With the above-described operation on the receiving side, if the sent data can be read within the frame period, images can be continuously received.

Since the image data receiving circuit can operate independently, by using two image data receiving circuits in parallel, two rectangular windows can be opened on one screen as shown in Figure 3, and each can display a different image. Reception 1 can be displayed.

In addition, although the explanation so far has not mentioned image band compression, image band compression is performed by adding an encoder to the transmitting side and a decoder to the image data receiving circuit.
Of course, it is also possible to transmit in an even lower band.

This embodiment corresponds to the case of moving images, but it can also be used for still images by transmitting and receiving frame by frame using a pair of image data transmitting and receiving circuits, and by sequentially transmitting and receiving data for multiple areas. I can handle it.

In addition, by using a high-resolution display device for displaying general television signals and video signals from video equipment such as video discs on multiple screens as image input signals, it is possible to display TVs, video discs, etc. on high-resolution display devices. It is also possible to simultaneously display and receive multiple low-resolution images.

〔Effect of the invention〕

By using the image receiving device of the present invention, it becomes possible to display multiple images simultaneously on a single display device, and it becomes possible to realize services that include a mixture of still images and videos, conference services between multiple points, etc. .

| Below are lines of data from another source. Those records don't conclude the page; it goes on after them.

//! Command dispatch for gator.
//!
//! A [`Commands`] registry maps names to handlers. It is built once at
//! startup by [`registered_commands`] and then used to run a single
//! [`Command`] against a [`State`].

mod agg;
mod feeds;
mod posts;
mod users;

pub use agg::parse_interval;

use std::collections::HashMap;
use std::path::PathBuf;

use futures::future::BoxFuture;
use futures::FutureExt;
use tracing::debug;

use crate::config::Config;
use crate::db::{Database, User, UserStore};
use crate::{GatorError, Result};

/// A parsed command line: a name and its positional arguments.
#[derive(Debug, Clone, PartialEq, Eq)]
pub struct Command {
    pub name: String,
    pub args: Vec<String>,
}

impl Command {
    pub fn new<I, S>(name: impl Into<String>, args: I) -> Self
    where
        I: IntoIterator<Item = S>,
        S: Into<String>,
    {
        Self {
            name: name.into(),
            args: args.into_iter().map(Into::into).collect(),
        }
    }

    /// Fail with a usage message unless exactly `count` arguments were given.
    pub(crate) fn expect_args(&self, count: usize, usage: &str) -> Result<()> {
        if self.args.len() != count {
            let usage = format!("usage: gator {} {}", self.name, usage);
            return Err(GatorError::Validation(usage.trim_end().to_string()));
        }
        Ok(())
    }
}

/// Everything a handler may touch.
pub struct State {
    pub db: Database,
    pub config: Config,
    /// Where `config` was loaded from; commands that change it write back here.
    pub config_path: PathBuf,
    /// The acting user's name as supplied by the caller.
    pub current_user: Option<String>,
}

impl State {
    /// Build state acting as the config's current user.
    pub fn new(db: Database, config: Config, config_path: PathBuf) -> Self {
        let current_user = config.current_user_name.clone();
        Self {
            db,
            config,
            config_path,
            current_user,
        }
    }

    /// Act as `name` instead of the configured user.
    pub fn with_current_user(mut self, name: Option<String>) -> Self {
        self.current_user = name;
        self
    }

    /// Look up the acting user.
    ///
    /// Fails with [`GatorError::NoCurrentUser`] if no name was supplied or
    /// the name does not match a user.
    pub async fn resolve_current_user(&self) -> Result<User> {
        let name = self
            .current_user
            .as_deref()
            .ok_or(GatorError::NoCurrentUser(None))?;

        match self.db.get_user_by_name(name).await {
            Ok(user) => Ok(user),
            Err(GatorError::NotFound(_)) => Err(GatorError::NoCurrentUser(Some(name.to_string()))),
            Err(e) => Err(e),
        }
    }
}

/// A command handler.
///
/// Implemented for plain functions of the form
/// `fn(&State, &Command) -> BoxFuture<Result<()>>`.
pub trait CommandHandler: Send + Sync {
    fn call<'a>(&'a self, state: &'a State, cmd: &'a Command) -> BoxFuture<'a, Result<()>>;
}

impl<F> CommandHandler for F
where
    F: for<'a> Fn(&'a State, &'a Command) -> BoxFuture<'a, Result<()>> + Send + Sync,
{
    fn call<'a>(&'a self, state: &'a State, cmd: &'a Command) -> BoxFuture<'a, Result<()>> {
        self(state, cmd)
    }
}

/// A handler that runs only once the acting user has been resolved.
pub struct RequireUser<H>(H);

/// Wrap a handler so it receives the resolved acting user.
///
/// The inner handler is never invoked if resolution fails.
pub fn middleware_logged_in<H>(handler: H) -> RequireUser<H>
where
    H: for<'a> Fn(&'a State, &'a Command, User) -> BoxFuture<'a, Result<()>> + Send + Sync,
{
    RequireUser(handler)
}

impl<H> CommandHandler for RequireUser<H>
where
    H: for<'a> Fn(&'a State, &'a Command, User) -> BoxFuture<'a, Result<()>> + Send + Sync,
{
    fn call<'a>(&'a self, state: &'a State, cmd: &'a Command) -> BoxFuture<'a, Result<()>> {
        async move {
            let user = state.resolve_current_user().await?;
            debug!("Running {} as {}", cmd.name, user.name);
            (self.0)(state, cmd, user).await
        }
        .boxed()
    }
}

/// Registry of named command handlers.
#[derive(Default)]
pub struct Commands {
    handlers: HashMap<String, Box<dyn CommandHandler>>,
}

impl Commands {
    pub fn new() -> Self {
        Self::default()
    }

    /// Install a handler. A later registration under the same name replaces
    /// the earlier one.
    pub fn register(&mut self, name: impl Into<String>, handler: impl CommandHandler + 'static) {
        self.handlers.insert(name.into(), Box::new(handler));
    }

    /// Registered command names, sorted.
    pub fn names(&self) -> Vec<&str> {
        let mut names: Vec<&str> = self.handlers.keys().map(String::as_str).collect();
        names.sort_unstable();
        names
    }

    /// Dispatch a command to its handler.
    ///
    /// Handler errors are wrapped in [`GatorError::Command`] with the
    /// command name attached.
    pub async fn run(&self, state: &State, cmd: &Command) -> Result<()> {
        let handler = self
            .handlers
            .get(&cmd.name)
            .ok_or_else(|| GatorError::UnknownCommand(cmd.name.clone()))?;

        debug!("Dispatching {} {:?}", cmd.name, cmd.args);
        handler
            .call(state, cmd)
            .await
            .map_err(|e| GatorError::Command {
                name: cmd.name.clone(),
                source: Box::new(e),
            })
    }
}

/// The registry of every built-in command.
pub fn registered_commands() -> Commands {
    let mut commands = Commands::new();
    commands.register("login", users::handler_login);
    commands.register("register", users::handler_register);
    commands.register("reset", users::handler_reset);
    commands.register("users", users::handler_users);
    commands.register("agg", agg::handler_agg);
    commands.register("addfeed", middleware_logged_in(feeds::handler_add_feed));
    commands.register("feeds", feeds::handler_feeds);
    commands.register("follow", middleware_logged_in(feeds::handler_follow));
    commands.register("following", middleware_logged_in(feeds::handler_following));
    commands.register("unfollow", middleware_logged_in(feeds::handler_unfollow));
    commands.register("browse", middleware_logged_in(posts::handler_browse));
    commands
}
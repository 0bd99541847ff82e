//! Environment overrides through the binary's config path.
//!
//! Kept as the only test in this file: it sets process-wide variables.

use tempfile::TempDir;

use gator::{registered_commands, Command, Config, Database, State};

#[tokio::test]
async fn test_env_overrides_apply_for_the_run_only() {
    let dir = TempDir::new().unwrap();
    let config_path = dir.path().join("config.toml");
    std::fs::write(
        &config_path,
        "[database]\npath = \"/home/u/gator.db\"\n\n[logging]\nlevel = \"info\"\n",
    )
    .unwrap();
    let scratch = dir.path().join("scratch.db");

    std::env::set_var("GATOR_DATABASE_PATH", &scratch);
    std::env::set_var("GATOR_LOG_LEVEL", "");
    let config = Config::load_or_default(&config_path).unwrap();
    std::env::set_var("GATOR_LOG_LEVEL", "trace");
    let traced = Config::load_or_default(&config_path).unwrap();
    std::env::remove_var("GATOR_DATABASE_PATH");
    std::env::remove_var("GATOR_LOG_LEVEL");

    assert_eq!(config.database.path, scratch.to_string_lossy());
    // Empty values leave the file's setting alone
    assert_eq!(config.logging.level, "info");
    assert_eq!(traced.logging.level, "trace");

    let db = Database::open(&config.database.path).await.unwrap();
    let state = State::new(db, traced, config_path.clone());
    registered_commands()
        .run(&state, &Command::new("register", ["alice"]))
        .await
        .unwrap();
    state.db.pool().close().await;

    let saved = Config::load(&config_path).unwrap();
    assert_eq!(saved.current_user_name.as_deref(), Some("alice"));
    assert_eq!(saved.database.path, "/home/u/gator.db");
    assert_eq!(saved.logging.level, "info");
    assert!(!std::fs::read_to_string(&config_path)
        .unwrap()
        .contains("user_agent"));
}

[Brief explanation of drawings]

Fig. 1 is a diagram showing an embodiment of the image receiving device of the present invention, Fig. 2 is a diagram showing an example of the position detection means, Fig. 3 is a diagram showing a rectangular area on the screen, and Fig. 4 is a diagram showing a conventional image receiving device. It is an explanatory diagram of a system, (a) is an overall block diagram, and (b) is a diagram showing an image displayed on a terminal device. 10a, 10b... position detection means 11a, l
lb...Reception buffer 12...Selector

Claims (1)

[Claims] (1) In an image receiving device that receives image data in an image memory, a position detection means detects the position of a rectangular area on the image memory, a reception buffer stores reception data from a communication line, and the position detection means A plurality of image data receiving circuits each comprising a reader that reads received data from the receiving buffer within a frame period of the image memory into a corresponding rectangular area on the image memory based on the control of Features of the image receiving device.